**Directions for this task**
Go through the entries below and print, exactly, the lines starting at the one with "use tollgate_billing::LocalBillingProvider;" and ending at the one with "let data_dir = data_dir.as_ref().to_path_buf();", keeping both ends and no others.

+++ Data shown +++

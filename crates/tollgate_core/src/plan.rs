//! Subscription plans.

use serde::{Deserialize, Serialize};

/// Subscription tier governing a tenant's token limit.
///
/// # Examples
///
/// ```
/// use tollgate_core::Plan;
/// use std::str::FromStr;
///
/// assert_eq!(Plan::from_str("premium").unwrap(), Plan::Premium);
/// assert_eq!(Plan::Old.to_string(), "old");
/// assert!(Plan::Basic.is_paid());
/// ```
#[derive(
    Debug,
    Clone,
    Copy,
    PartialEq,
    Eq,
    Hash,
    Default,
    Serialize,
    Deserialize,
    strum::Display,
    strum::EnumString,
    strum::AsRefStr,
)]
#[serde(rename_all = "lowercase")]
#[strum(serialize_all = "lowercase", ascii_case_insensitive)]
pub enum Plan {
    /// No plan picked yet
    #[default]
    None,
    /// Free trial
    Trial,
    /// Paid basic tier
    Basic,
    /// Paid premium tier
    Premium,
    /// Paid subscription that lapsed
    Old,
}

impl Plan {
    /// Paid tiers are the ones driven by the billing provider.
    pub fn is_paid(self) -> bool {
        matches!(self, Plan::Basic | Plan::Premium)
    }

    /// Map an active subscription name reported by billing to a paid tier.
    ///
    /// Returns `None` for names that are not a paid tier.
    pub fn from_subscription_name(name: &str) -> Option<Plan> {
        name.trim()
            .parse::<Plan>()
            .ok()
            .filter(|plan| plan.is_paid())
    }
}
//! Single-host deployment over the filesystem.
//!
//! ```text
//! {data_dir}/
//! ├── accounts/        one JSON document per tenant
//! ├── journal.jsonl    metered operation outcomes
//! └── billing.json     local subscriptions
//! ```

use std::path::{Path, PathBuf};
use std::sync::Arc;
use tollgate_billing::LocalBillingProvider;
use tollgate_config::TollgateConfig;
use tollgate_core::{Account, Plan, TenantId};
use tollgate_error::TollgateResult;
use tollgate_quota::QuotaGateway;
use tollgate_storage::{FileSystemAccountStore, FileSystemJournal};
use tracing::instrument;

/// Gateway wired to a filesystem store, journal and local billing.
pub struct LocalDeployment {
    gateway: QuotaGateway,
    billing: Arc<LocalBillingProvider>,
    journal: Arc<FileSystemJournal>,
    data_dir: PathBuf,
}

impl LocalDeployment {
    /// Open (creating if needed) a deployment rooted at `data_dir`.
    ///
    /// # Errors
    ///
    /// Returns error if the directories cannot be created, existing state
    /// cannot be read, or the configuration does not validate.
    #[instrument(skip(data_dir, config), fields(data_dir = %data_dir.as_ref().display()))]
    pub async fn open(data_dir: impl AsRef<Path>, config: TollgateConfig) -> TollgateResult<Self> {
        let data_dir = data_dir.as_ref().to_path_buf();
        let store = Arc::new(FileSystemAccountStore::new(&data_dir)?);
        let journal = Arc::new(FileSystemJournal::new(&data_dir)?);
        let billing =
            Arc::new(LocalBillingProvider::open(data_dir.join("billing.json"), &config).await?);

        let gateway = QuotaGateway::builder()
            .store(store)
            .billing(billing.clone())
            .journal(journal.clone())
            .config(config)
            .build()?;

        Ok(Self {
            gateway,
            billing,
            journal,
            data_dir,
        })
    }

    /// `$XDG_DATA_HOME/tollgate`, or `./.tollgate` without a data directory.
    pub fn default_data_dir() -> PathBuf {
        dirs::data_dir()
            .map(|dir| dir.join("tollgate"))
            .unwrap_or_else(|| PathBuf::from(".tollgate"))
    }

    /// The gateway.
    pub fn gateway(&self) -> &QuotaGateway {
        &self.gateway
    }

    /// The local billing provider.
    pub fn billing(&self) -> &LocalBillingProvider {
        &self.billing
    }

    /// The operation journal.
    pub fn journal(&self) -> &FileSystemJournal {
        &self.journal
    }

    /// Root directory of this deployment.
    pub fn data_dir(&self) -> &Path {
        &self.data_dir
    }

    /// Play the merchant approving `tier`: request it, confirm it with
    /// billing and reconcile.
    #[instrument(skip(self), fields(tenant = %tenant, tier = %tier))]
    pub async fn activate(&self, tenant: &TenantId, tier: Plan) -> TollgateResult<Account> {
        let (_, handle) = self.gateway.select_tier(tenant, tier).await?;
        self.billing.confirm(&handle.external_ref).await?;
        self.gateway.refresh_account(tenant).await
    }

    /// Play the billing side ending every active subscription, then
    /// reconcile.
    #[instrument(skip(self), fields(tenant = %tenant))]
    pub async fn deactivate(&self, tenant: &TenantId) -> TollgateResult<Account> {
        self.billing.expire(tenant).await?;
        self.gateway.refresh_account(tenant).await
    }

    /// Wait for background billing calls, then drop everything.
    pub async fn close(self) {
        self.gateway.shutdown().await;
    }
}
//! Daily quota replenishment.

use chrono::{DateTime, Utc};
use tollgate_core::{Account, Plan, ResetLogEntry};
use tracing::{debug, info};

/// Replenishes quota once per UTC calendar day.
#[derive(Debug, Clone, Copy, Default, PartialEq, Eq)]
pub struct DailyResetPolicy;

impl DailyResetPolicy {
    /// Reset the account when `now` falls on a later UTC day than
    /// `last_reset`. Returns whether a reset happened.
    ///
    /// A clock running backwards never triggers a reset.
    ///
    /// # Examples
    ///
    /// ```
    /// use chrono::{TimeZone, Utc};
    /// use tollgate_core::{Account, TenantId};
    /// use tollgate_quota::DailyResetPolicy;
    ///
    /// let monday = Utc.with_ymd_and_hms(2024, 1, 1, 8, 0, 0).unwrap();
    /// let mut account = Account::provision(TenantId::from("shop-1"), monday, 5);
    /// account.token_usage = 300;
    ///
    /// let policy = DailyResetPolicy;
    /// assert!(!policy.apply(&mut account, monday));
    /// assert!(policy.apply(&mut account, Utc.with_ymd_and_hms(2024, 1, 2, 0, 0, 1).unwrap()));
    /// assert_eq!(account.token_usage, 0);
    /// ```
    pub fn apply(&self, account: &mut Account, now: DateTime<Utc>) -> bool {
        let last = account.last_reset.date_naive();
        if last >= now.date_naive() {
            return false;
        }

        account.reset_log.push(ResetLogEntry {
            date: last,
            token_usage_at_reset: account.token_usage,
        });
        account.token_usage = 0;
        account.last_reset = now;

        if account.plan == Plan::Trial {
            if account.trial_days_left > 0 {
                account.trial_days_left -= 1;
                debug!(days = account.trial_days_left, "Trial day consumed");
            } else {
                account.token_limit = 0;
                debug!("Trial over, limit forced to zero");
            }
        }

        info!(
            tenant = %account.tenant_id,
            closed = %last,
            plan = %account.plan,
            "Daily quota reset"
        );
        true
    }
}
impl QuotaGatewayBuilder {
    /// Build the gateway.
    ///
    /// # Errors
    ///
    /// Returns a configuration error if the store or billing provider is
    /// missing or the configuration does not validate.
    pub fn build(self) -> TollgateResult<QuotaGateway> {
        let mut gateway = self
            .build_internal()
            .map_err(|e| ConfigError::new(format!("Incomplete gateway: {}", e)))?;
        gateway.config.validate()?;
        gateway.engine = QuotaEngine::from_config(&gateway.config);
        debug!(store = gateway.store.backend_name(), "Built quota gateway");
        Ok(gateway)
    }
}

impl QuotaGateway {
    /// Start building a gateway.
    pub fn builder() -> QuotaGatewayBuilder {
        QuotaGatewayBuilder::default()
    }

    /// Engine applied under the tenant lock.
    pub fn engine(&self) -> &QuotaEngine {
        &self.engine
    }

    /// Configuration in effect.
    pub fn config(&self) -> &TollgateConfig {
        &self.config
    }

    /// Load the tenant's account, creating the default record on first
    /// contact. Never denies.
    #[instrument(skip(self), fields(tenant = %tenant))]
    pub async fn resolve_account(&self, tenant: &TenantId) -> TollgateResult<Account> {
        let _guard = self.locks.lock(tenant).await;
        self.load_or_provision(tenant).await
    }

    /// Fold an already-fetched billing signal into the stored account.
    #[instrument(skip(self), fields(tenant = %tenant))]
    pub async fn reconcile_plan(
        &self,
        tenant: &TenantId,
        active: Option<&str>,
    ) -> TollgateResult<Account> {
        let (account, _) = self
            .mutate(tenant, |account, now| {
                Ok(self.engine.reconcile_plan(account, active, now))
            })
            .await?;
        Ok(account)
    }

    /// Replenish the stored account if the day rolled over.
    #[instrument(skip(self), fields(tenant = %tenant))]
    pub async fn apply_daily_reset(&self, tenant: &TenantId) -> TollgateResult<Account> {
        let (account, _) = self
            .mutate(tenant, |account, now| {
                Ok(self.engine.apply_daily_reset(account, now))
            })
            .await?;
        Ok(account)
    }

    /// Up-to-date account: billing is queried, then the plan is reconciled
    /// and the daily reset applied.
    ///
    /// # Errors
    ///
    /// A billing failure leaves the account untouched.
    #[instrument(skip(self), fields(tenant = %tenant))]
    pub async fn refresh_account(&self, tenant: &TenantId) -> TollgateResult<Account> {
        let active = self.billing.active_subscription(tenant).await?;
        let (account, _) = self
            .mutate(tenant, |account, now| {
                self.engine.reconcile_plan(account, active.as_deref(), now);
                self.engine.apply_daily_reset(account, now);
                Ok(())
            })
            .await?;
        Ok(account)
    }

    /// Admission phase of the two-phase protocol.
    ///
    /// Reconciles with billing (when `gateway.reconcile_on_meter` is set),
    /// applies the daily reset, persists the result and decides. A denial is
    /// a regular `Ok` value here.
    #[instrument(skip(self), fields(tenant = %tenant))]
    pub async fn check_and_reserve(&self, tenant: &TenantId) -> TollgateResult<(Account, Admission)> {
        let active = self.billing_signal(tenant).await?;
        self.mutate(tenant, |account, now| {
            Ok(self
                .engine
                .admit(account, active.as_ref().map(|a| a.as_deref()), now))
        })
        .await
    }

    /// Commit a measured cost, retrying on version conflicts.
    ///
    /// Applied as-is even if the day rolled over since admission.
    #[instrument(skip(self), fields(tenant = %tenant))]
    pub async fn charge_usage(&self, tenant: &TenantId, cost: u64) -> TollgateResult<Account> {
        let (account, _) = self
            .mutate(tenant, |account, _| {
                self.engine.charge_usage(account, cost);
                Ok(())
            })
            .await?;
        Ok(account)
    }

    /// Explicit "start trial".
    ///
    /// # Errors
    ///
    /// `PlanTransitionRejected` from a paid plan or once the trial is used up.
    #[instrument(skip(self), fields(tenant = %tenant))]
    pub async fn start_trial(&self, tenant: &TenantId) -> TollgateResult<Account> {
        let (account, _) = self
            .mutate(tenant, |account, now| {
                self.engine.apply_daily_reset(account, now);
                Ok(self.engine.start_trial(account, now)?)
            })
            .await?;
        Ok(account)
    }

    /// Ask billing for a paid tier and remember the returned reference.
    ///
    /// The plan changes once a later reconciliation sees the subscription
    /// active.
    ///
    /// # Errors
    ///
    /// `PlanTransitionRejected` for unpaid plans. A billing failure leaves
    /// the account untouched.
    #[instrument(skip(self), fields(tenant = %tenant, tier = %tier))]
    pub async fn select_tier(
        &self,
        tenant: &TenantId,
        tier: Plan,
    ) -> TollgateResult<(Account, SubscriptionHandle)> {
        let current = self.resolve_account(tenant).await?;
        if !tier.is_paid() {
            return Err(PlanError::new(PlanErrorKind::InvalidTransition {
                from: current.plan.to_string(),
                to: tier.to_string(),
            })
            .into());
        }

        let handle = self.billing.create_subscription(tenant, tier).await?;
        let (account, _) = self
            .mutate(tenant, |account, _| {
                if let Some(previous) = &account.subscription_ref {
                    debug!(previous, "Replacing subscription reference");
                }
                account.subscription_ref = Some(handle.external_ref.clone());
                Ok(())
            })
            .await?;

        info!(external_ref = %handle.external_ref, "Subscription requested");
        Ok((account, handle))
    }

    /// Detach the paid subscription and cancel it with billing in the
    /// background. The caller never waits on billing.
    #[instrument(skip(self), fields(tenant = %tenant))]
    pub async fn cancel_subscription(&self, tenant: &TenantId) -> TollgateResult<Account> {
        let (account, external_ref) = self
            .mutate(tenant, |account, _| {
                Ok(self.engine.cancel_subscription(account))
            })
            .await?;

        if let Some(external_ref) = external_ref {
            let billing = Arc::clone(&self.billing);
            let tenant = tenant.clone();
            let mut background = self.background.lock().unwrap_or_else(|e| e.into_inner());
            while background.try_join_next().is_some() {}
            background.spawn(async move {
                match billing.cancel_subscription(&external_ref).await {
                    Ok(()) => debug!(tenant = %tenant, external_ref, "Billing cancel confirmed"),
                    Err(e) => {
                        warn!(tenant = %tenant, external_ref, error = %e, "Billing cancel failed")
                    }
                }
            });
        }
        Ok(account)
    }

    /// Run a metered operation under the two-phase protocol.
    ///
    /// Admission happens under the tenant lock, the operation runs with no
    /// lock held, and the reported `total_tokens` is committed under the lock
    /// again. A failed operation is journaled and never charged.
    ///
    /// # Errors
    ///
    /// `TokenLimitExceeded` on denial, `MeteredOperationFailed` when the
    /// operation fails, store and billing errors as they occur.
    #[instrument(skip(self, operation), fields(tenant = %tenant))]
    pub async fn meter<T, F, Fut>(
        &self,
        tenant: &TenantId,
        operation: F,
    ) -> TollgateResult<MeterOutcome<T>>
    where
        F: FnOnce() -> Fut,
        Fut: Future<Output = Result<Metered<T>, MeteredError>>,
    {
        let (_, admission) = self.check_and_reserve(tenant).await?;
        admission.into_result()?;

        let Metered { value, usage } = match operation().await {
            Ok(metered) => metered,
            Err(e) => {
                warn!(error = %e, "Metered operation failed, nothing charged");
                self.journal(OperationRecord::failed(
                    tenant.clone(),
                    self.clock.now(),
                    e.message.clone(),
                ))
                .await;
                return Err(e.into());
            }
        };

        let account = self.charge_usage(tenant, usage.total_tokens).await?;
        self.journal(OperationRecord::succeeded(tenant.clone(), self.clock.now(), usage))
            .await;
        Ok(MeterOutcome {
            value,
            usage,
            account,
        })
    }

    /// Wait for background billing calls still in flight.
    ///
    /// Call before the runtime shuts down; pending cancels are dropped
    /// otherwise.
    pub async fn shutdown(&self) {
        let mut pending = std::mem::take(
            &mut *self.background.lock().unwrap_or_else(|e| e.into_inner()),
        );
        if !pending.is_empty() {
            debug!(count = pending.len(), "Waiting for background billing calls");
        }
        while pending.join_next().await.is_some() {}
    }

    async fn billing_signal(&self, tenant: &TenantId) -> TollgateResult<Option<Option<String>>> {
        if !self.config.gateway.reconcile_on_meter {
            return Ok(None);
        }
        Ok(Some(self.billing.active_subscription(tenant).await?))
    }

    async fn journal(&self, record: OperationRecord) {
        let Some(journal) = &self.journal else {
            return;
        };
        if let Err(e) = journal.record(record).await {
            warn!(error = %e, "Failed to journal metered operation");
        }
    }

    /// Read-modify-write under the tenant lock, replayed on version conflict.
    async fn mutate<R, F>(&self, tenant: &TenantId, apply: F) -> TollgateResult<(Account, R)>
    where
        F: Fn(&mut Account, DateTime<Utc>) -> TollgateResult<R>,
    {
        let _guard = self.locks.lock(tenant).await;
        let apply = &apply;

        Retry::spawn(self.retry_strategy(), move || async move {
            self.try_mutate(tenant, apply).await.map_err(|e| {
                if e.is_conflict() {
                    debug!(error = %e, "Lost update race, retrying on fresh read");
                    RetryError::Transient {
                        err: e,
                        retry_after: None,
                    }
                } else {
                    RetryError::Permanent(e)
                }
            })
        })
        .await
    }

    async fn try_mutate<R, F>(&self, tenant: &TenantId, apply: &F) -> TollgateResult<(Account, R)>
    where
        F: Fn(&mut Account, DateTime<Utc>) -> TollgateResult<R>,
    {
        let current = self.load_or_provision(tenant).await?;
        let mut next = current.clone();
        let outcome = apply(&mut next, self.clock.now())?;

        if next == current {
            return Ok((current, outcome));
        }
        let stored = self.store.update(&next).await?;
        Ok((stored, outcome))
    }

    async fn load_or_provision(&self, tenant: &TenantId) -> TollgateResult<Account> {
        if let Some(account) = self.store.get(tenant).await? {
            return Ok(account);
        }

        let fresh = Account::provision(tenant.clone(), self.clock.now(), self.config.trial.days);
        match self.store.insert(&fresh).await {
            Ok(stored) => {
                info!(tenant = %tenant, trial_days = stored.trial_days_left, "Provisioned account");
                Ok(stored)
            }
            Err(e) if is_already_exists(e.kind()) => {
                debug!(tenant = %tenant, "Account created concurrently, re-reading");
                self.store.get(tenant).await?.ok_or_else(|| {
                    StoreError::new(StoreErrorKind::NotFound(tenant.to_string())).into()
                })
            }
            Err(e) => Err(e),
        }
    }

    fn retry_strategy(&self) -> impl Iterator<Item = Duration> {
        let retry = &self.config.retry;
        ExponentialBackoff::from_millis(retry.base_delay_ms)
            .factor(2)
            .max_delay(retry.max_delay())
            .map(jitter)
            .take(retry.max_attempts.saturating_sub(1))
    }
}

+++

**Written answer**
use tollgate_billing::LocalBillingProvider;
use tollgate_config::TollgateConfig;
use tollgate_core::{Account, Plan, TenantId};
use tollgate_error::TollgateResult;
use tollgate_quota::QuotaGateway;
use tollgate_storage::{FileSystemAccountStore, FileSystemJournal};
use tracing::instrument;

/// Gateway wired to a filesystem store, journal and local billing.
pub struct LocalDeployment {
    gateway: QuotaGateway,
    billing: Arc<LocalBillingProvider>,
    journal: Arc<FileSystemJournal>,
    data_dir: PathBuf,
}

impl LocalDeployment {
    /// Open (creating if needed) a deployment rooted at `data_dir`.
    ///
    /// # Errors
    ///
    /// Returns error if the directories cannot be created, existing state
    /// cannot be read, or the configuration does not validate.
    #[instrument(skip(data_dir, config), fields(data_dir = %data_dir.as_ref().display()))]
    pub async fn open(data_dir: impl AsRef<Path>, config: TollgateConfig) -> TollgateResult<Self> {
        let data_dir = data_dir.as_ref().to_path_buf();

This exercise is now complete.